[DATA SUPPLIED — start]

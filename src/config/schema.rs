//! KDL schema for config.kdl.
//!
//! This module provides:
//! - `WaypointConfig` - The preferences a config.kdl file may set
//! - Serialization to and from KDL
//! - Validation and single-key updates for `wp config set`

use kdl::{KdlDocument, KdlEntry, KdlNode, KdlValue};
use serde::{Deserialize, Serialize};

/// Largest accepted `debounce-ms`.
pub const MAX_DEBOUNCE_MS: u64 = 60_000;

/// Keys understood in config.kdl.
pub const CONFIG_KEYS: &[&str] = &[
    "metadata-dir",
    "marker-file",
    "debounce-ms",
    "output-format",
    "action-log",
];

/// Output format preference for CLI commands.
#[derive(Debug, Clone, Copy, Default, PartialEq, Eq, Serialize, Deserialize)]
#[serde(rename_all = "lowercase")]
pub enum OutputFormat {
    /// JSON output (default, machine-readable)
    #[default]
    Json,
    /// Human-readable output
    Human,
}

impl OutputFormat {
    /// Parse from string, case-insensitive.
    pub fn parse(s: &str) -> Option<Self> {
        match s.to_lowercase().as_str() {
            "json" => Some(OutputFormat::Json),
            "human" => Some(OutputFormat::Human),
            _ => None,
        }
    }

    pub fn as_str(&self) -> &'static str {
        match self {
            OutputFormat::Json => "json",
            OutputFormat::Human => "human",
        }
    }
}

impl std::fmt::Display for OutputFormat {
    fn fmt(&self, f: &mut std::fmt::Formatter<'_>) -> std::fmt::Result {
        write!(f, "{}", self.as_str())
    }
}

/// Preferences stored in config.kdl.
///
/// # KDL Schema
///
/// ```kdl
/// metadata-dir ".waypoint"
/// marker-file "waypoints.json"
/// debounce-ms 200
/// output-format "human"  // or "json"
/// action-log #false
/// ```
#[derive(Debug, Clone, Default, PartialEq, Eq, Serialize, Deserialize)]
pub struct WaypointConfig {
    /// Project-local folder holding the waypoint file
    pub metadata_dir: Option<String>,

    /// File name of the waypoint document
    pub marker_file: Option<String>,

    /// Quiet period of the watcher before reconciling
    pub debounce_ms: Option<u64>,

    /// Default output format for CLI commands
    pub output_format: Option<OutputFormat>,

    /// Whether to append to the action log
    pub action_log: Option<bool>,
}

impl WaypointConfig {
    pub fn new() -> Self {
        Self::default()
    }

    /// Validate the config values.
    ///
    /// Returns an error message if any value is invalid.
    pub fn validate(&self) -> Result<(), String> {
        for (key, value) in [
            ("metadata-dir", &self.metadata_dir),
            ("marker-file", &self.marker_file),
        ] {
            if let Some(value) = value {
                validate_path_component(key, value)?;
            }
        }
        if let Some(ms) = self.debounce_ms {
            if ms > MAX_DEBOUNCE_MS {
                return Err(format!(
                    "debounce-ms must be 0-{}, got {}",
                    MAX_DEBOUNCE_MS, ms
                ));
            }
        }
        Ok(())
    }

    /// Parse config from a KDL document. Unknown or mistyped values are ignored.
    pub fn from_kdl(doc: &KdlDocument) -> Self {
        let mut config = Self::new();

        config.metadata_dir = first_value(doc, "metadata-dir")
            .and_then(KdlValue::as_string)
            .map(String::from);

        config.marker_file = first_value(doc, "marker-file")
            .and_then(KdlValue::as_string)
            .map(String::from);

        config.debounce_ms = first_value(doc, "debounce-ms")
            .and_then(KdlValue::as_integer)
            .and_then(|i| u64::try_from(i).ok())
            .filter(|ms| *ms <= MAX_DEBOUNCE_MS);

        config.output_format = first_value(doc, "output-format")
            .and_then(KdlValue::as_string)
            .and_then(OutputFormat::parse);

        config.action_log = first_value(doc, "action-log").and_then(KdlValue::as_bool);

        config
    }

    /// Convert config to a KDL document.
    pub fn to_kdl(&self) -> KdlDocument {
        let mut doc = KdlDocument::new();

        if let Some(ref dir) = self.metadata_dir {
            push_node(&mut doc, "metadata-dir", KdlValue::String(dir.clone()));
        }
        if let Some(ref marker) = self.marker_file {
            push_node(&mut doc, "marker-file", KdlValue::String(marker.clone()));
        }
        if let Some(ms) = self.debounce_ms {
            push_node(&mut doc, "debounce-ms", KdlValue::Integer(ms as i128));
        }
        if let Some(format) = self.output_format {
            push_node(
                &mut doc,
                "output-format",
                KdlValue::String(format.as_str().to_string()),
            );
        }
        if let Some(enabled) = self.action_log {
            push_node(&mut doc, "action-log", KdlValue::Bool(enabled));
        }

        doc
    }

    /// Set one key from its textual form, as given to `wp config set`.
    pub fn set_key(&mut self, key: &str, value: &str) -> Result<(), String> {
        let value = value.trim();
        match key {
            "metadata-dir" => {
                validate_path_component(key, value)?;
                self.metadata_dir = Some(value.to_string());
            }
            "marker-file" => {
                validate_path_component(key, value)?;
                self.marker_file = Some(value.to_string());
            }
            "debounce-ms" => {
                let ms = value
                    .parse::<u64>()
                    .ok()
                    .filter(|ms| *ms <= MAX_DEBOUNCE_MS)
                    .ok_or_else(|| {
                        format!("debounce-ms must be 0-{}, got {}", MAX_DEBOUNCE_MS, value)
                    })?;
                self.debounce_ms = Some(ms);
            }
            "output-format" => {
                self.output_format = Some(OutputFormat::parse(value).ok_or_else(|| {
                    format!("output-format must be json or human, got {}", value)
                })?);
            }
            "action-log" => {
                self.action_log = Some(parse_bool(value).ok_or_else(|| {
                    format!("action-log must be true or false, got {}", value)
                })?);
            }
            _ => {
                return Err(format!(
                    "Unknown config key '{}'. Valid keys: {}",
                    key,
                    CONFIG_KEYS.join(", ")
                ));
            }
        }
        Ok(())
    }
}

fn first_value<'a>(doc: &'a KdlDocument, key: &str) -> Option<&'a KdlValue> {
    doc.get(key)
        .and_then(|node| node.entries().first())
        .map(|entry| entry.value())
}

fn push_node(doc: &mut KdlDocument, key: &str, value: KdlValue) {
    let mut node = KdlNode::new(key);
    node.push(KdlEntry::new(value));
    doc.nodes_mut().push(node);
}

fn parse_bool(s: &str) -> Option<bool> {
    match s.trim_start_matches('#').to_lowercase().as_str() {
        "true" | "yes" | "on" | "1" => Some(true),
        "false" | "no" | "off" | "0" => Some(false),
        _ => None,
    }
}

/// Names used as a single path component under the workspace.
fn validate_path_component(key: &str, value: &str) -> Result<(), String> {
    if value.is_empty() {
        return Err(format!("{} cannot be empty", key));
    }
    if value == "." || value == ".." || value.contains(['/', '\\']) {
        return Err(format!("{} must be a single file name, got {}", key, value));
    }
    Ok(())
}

[DATA SUPPLIED — finish]

● DESCRIPTION OF THE TASK
Reproduce each line of the entries above from the one containing "doc.nodes_mut().push(node);" through the last, exactly, and no other line.

● SOLUTION
    doc.nodes_mut().push(node);
}

fn parse_bool(s: &str) -> Option<bool> {
    match s.trim_start_matches('#').to_lowercase().as_str() {
        "true" | "yes" | "on" | "1" => Some(true),
        "false" | "no" | "off" | "0" => Some(false),
        _ => None,
    }
}

/// Names used as a single path component under the workspace.
fn validate_path_component(key: &str, value: &str) -> Result<(), String> {
    if value.is_empty() {
        return Err(format!("{} cannot be empty", key));
    }
    if value == "." || value == ".." || value.contains(['/', '\\']) {
        return Err(format!("{} must be a single file name, got {}", key, value));
    }
    Ok(())
}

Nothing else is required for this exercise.